_EXERCISE AIM_:
Count the lines below that contain "profile". Answer with the number alone.

_INPUT RECORDS_:
***

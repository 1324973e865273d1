//! Build script for onair-player
//!
//! Captures build identification reported by the `/health` endpoint:
//! - Git commit hash (short form)
//! - Build timestamp
//! - Build profile (debug/release)

use std::process::Command;

fn main() {
    let git_hash = Command::new("git")
        .args(["rev-parse", "--short=8", "HEAD"])
        .output()
        .ok()
        .filter(|output| output.status.success())
        .and_then(|output| String::from_utf8(output.stdout).ok())
        .map(|s| s.trim().to_string())
        .unwrap_or_else(|| "unknown".to_string());

    let build_timestamp = chrono::Utc::now().to_rfc3339_opts(chrono::SecondsFormat::Secs, true);
    let profile = std::env::var("PROFILE").unwrap_or_else(|_| "unknown".to_string());

    println!("cargo:rustc-env=GIT_HASH={}", git_hash);
    println!("cargo:rustc-env=BUILD_TIMESTAMP={}", build_timestamp);
    println!("cargo:rustc-env=BUILD_PROFILE={}", profile);
}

***

_ANSWER SECTION_:
3